PROMPT:
Repeat exactly, and only, the lines below starting at the line that contains "in the shared" and ending at the line that contains "builds one node", inclusive of both.
[DATASET RECORDS Boundary: Start]
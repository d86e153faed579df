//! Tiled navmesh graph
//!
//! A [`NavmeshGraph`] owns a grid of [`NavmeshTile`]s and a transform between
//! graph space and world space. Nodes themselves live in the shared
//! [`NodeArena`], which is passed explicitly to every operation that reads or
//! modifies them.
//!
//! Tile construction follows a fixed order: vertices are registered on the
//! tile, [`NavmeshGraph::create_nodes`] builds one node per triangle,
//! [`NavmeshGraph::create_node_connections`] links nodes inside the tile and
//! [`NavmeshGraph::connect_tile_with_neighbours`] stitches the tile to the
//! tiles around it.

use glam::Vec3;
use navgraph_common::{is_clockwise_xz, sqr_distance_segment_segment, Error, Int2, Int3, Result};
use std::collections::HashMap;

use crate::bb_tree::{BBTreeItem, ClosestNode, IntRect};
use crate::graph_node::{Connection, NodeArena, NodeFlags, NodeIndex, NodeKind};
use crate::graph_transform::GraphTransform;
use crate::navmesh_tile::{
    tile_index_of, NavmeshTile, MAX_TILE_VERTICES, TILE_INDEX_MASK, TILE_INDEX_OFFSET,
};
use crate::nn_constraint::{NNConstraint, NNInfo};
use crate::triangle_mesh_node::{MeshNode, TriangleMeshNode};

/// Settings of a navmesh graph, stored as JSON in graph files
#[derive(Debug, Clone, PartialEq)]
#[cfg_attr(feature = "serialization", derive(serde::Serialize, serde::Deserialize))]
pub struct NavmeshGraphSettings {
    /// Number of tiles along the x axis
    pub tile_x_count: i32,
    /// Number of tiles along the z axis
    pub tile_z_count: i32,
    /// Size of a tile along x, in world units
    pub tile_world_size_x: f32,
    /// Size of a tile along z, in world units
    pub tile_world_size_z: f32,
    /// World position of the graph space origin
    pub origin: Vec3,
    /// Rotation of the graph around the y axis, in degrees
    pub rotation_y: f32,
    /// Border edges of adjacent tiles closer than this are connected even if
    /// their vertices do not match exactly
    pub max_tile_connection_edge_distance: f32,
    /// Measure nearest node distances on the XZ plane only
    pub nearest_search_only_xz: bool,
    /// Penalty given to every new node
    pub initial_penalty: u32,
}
[DATASET RECORDS Boundary: End]
[DATASET RECORDS Boundary: Start]
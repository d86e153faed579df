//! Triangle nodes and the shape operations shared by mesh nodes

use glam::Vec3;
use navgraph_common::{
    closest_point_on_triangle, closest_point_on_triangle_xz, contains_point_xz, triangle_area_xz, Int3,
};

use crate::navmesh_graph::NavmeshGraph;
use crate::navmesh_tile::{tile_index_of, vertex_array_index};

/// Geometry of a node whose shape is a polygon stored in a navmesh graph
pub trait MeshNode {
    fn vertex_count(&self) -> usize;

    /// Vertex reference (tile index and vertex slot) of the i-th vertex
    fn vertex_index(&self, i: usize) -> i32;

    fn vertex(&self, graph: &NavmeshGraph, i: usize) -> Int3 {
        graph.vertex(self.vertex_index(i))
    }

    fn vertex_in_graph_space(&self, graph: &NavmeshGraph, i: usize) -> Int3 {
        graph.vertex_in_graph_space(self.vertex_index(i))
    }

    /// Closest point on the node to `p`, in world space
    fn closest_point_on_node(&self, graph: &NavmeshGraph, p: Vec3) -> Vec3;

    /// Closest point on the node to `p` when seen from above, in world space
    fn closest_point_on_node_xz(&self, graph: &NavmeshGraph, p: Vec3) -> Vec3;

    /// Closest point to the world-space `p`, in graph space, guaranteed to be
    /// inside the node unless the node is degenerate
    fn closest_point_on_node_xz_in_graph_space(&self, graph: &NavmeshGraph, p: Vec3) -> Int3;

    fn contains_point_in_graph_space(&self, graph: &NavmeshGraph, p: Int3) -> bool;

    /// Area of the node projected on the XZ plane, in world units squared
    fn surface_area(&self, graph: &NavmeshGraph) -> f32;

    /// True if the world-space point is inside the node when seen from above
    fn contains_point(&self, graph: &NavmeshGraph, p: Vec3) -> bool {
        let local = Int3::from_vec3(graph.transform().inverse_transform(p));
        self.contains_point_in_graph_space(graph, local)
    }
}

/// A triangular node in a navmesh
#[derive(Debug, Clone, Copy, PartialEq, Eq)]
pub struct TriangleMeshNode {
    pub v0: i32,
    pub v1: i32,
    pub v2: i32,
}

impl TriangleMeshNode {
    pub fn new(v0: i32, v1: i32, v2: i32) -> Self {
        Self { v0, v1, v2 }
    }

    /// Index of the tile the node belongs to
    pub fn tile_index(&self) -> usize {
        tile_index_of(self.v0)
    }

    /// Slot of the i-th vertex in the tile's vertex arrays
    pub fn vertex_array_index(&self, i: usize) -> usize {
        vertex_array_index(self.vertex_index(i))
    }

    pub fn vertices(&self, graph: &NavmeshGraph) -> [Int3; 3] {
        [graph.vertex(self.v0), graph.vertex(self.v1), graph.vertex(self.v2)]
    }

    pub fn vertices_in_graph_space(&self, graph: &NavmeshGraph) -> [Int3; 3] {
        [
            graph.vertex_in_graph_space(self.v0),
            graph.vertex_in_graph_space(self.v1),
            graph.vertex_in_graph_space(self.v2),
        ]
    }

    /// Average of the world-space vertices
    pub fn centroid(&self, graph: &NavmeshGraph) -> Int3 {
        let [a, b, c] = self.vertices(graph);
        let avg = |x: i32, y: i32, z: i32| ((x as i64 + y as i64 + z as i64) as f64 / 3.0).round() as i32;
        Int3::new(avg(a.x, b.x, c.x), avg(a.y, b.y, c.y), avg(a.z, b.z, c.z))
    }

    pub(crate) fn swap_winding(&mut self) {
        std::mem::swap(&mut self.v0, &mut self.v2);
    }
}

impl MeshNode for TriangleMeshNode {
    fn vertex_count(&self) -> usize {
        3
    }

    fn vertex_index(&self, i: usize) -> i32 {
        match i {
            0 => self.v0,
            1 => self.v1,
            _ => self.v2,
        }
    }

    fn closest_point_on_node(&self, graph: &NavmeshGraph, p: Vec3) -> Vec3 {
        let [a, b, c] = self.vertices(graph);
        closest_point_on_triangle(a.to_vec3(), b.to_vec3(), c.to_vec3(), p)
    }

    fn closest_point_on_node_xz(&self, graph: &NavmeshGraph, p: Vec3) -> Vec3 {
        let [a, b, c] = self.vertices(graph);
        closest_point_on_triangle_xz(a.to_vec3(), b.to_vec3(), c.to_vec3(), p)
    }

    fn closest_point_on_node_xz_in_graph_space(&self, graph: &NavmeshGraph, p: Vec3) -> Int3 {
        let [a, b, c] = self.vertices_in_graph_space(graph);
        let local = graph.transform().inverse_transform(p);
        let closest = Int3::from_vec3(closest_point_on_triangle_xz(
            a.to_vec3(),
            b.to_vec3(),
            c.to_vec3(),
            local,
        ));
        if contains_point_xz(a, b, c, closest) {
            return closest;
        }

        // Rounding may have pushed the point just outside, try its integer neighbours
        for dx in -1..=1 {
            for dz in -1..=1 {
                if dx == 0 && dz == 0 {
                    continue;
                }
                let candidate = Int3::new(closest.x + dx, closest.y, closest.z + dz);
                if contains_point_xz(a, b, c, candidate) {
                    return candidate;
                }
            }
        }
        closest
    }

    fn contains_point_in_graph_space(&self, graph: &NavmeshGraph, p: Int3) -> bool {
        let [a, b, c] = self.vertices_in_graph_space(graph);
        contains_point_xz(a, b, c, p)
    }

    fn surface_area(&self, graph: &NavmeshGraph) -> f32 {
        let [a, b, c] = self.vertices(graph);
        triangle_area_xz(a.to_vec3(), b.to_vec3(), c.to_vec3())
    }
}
[DATASET RECORDS Boundary: End]
YOUR RESPONSE:
//! graph space and world space. Nodes themselves live in the shared
//! [`NodeArena`], which is passed explicitly to every operation that reads or
//! modifies them.
//!
//! Tile construction follows a fixed order: vertices are registered on the
//! tile, [`NavmeshGraph::create_nodes`] builds one node per triangle,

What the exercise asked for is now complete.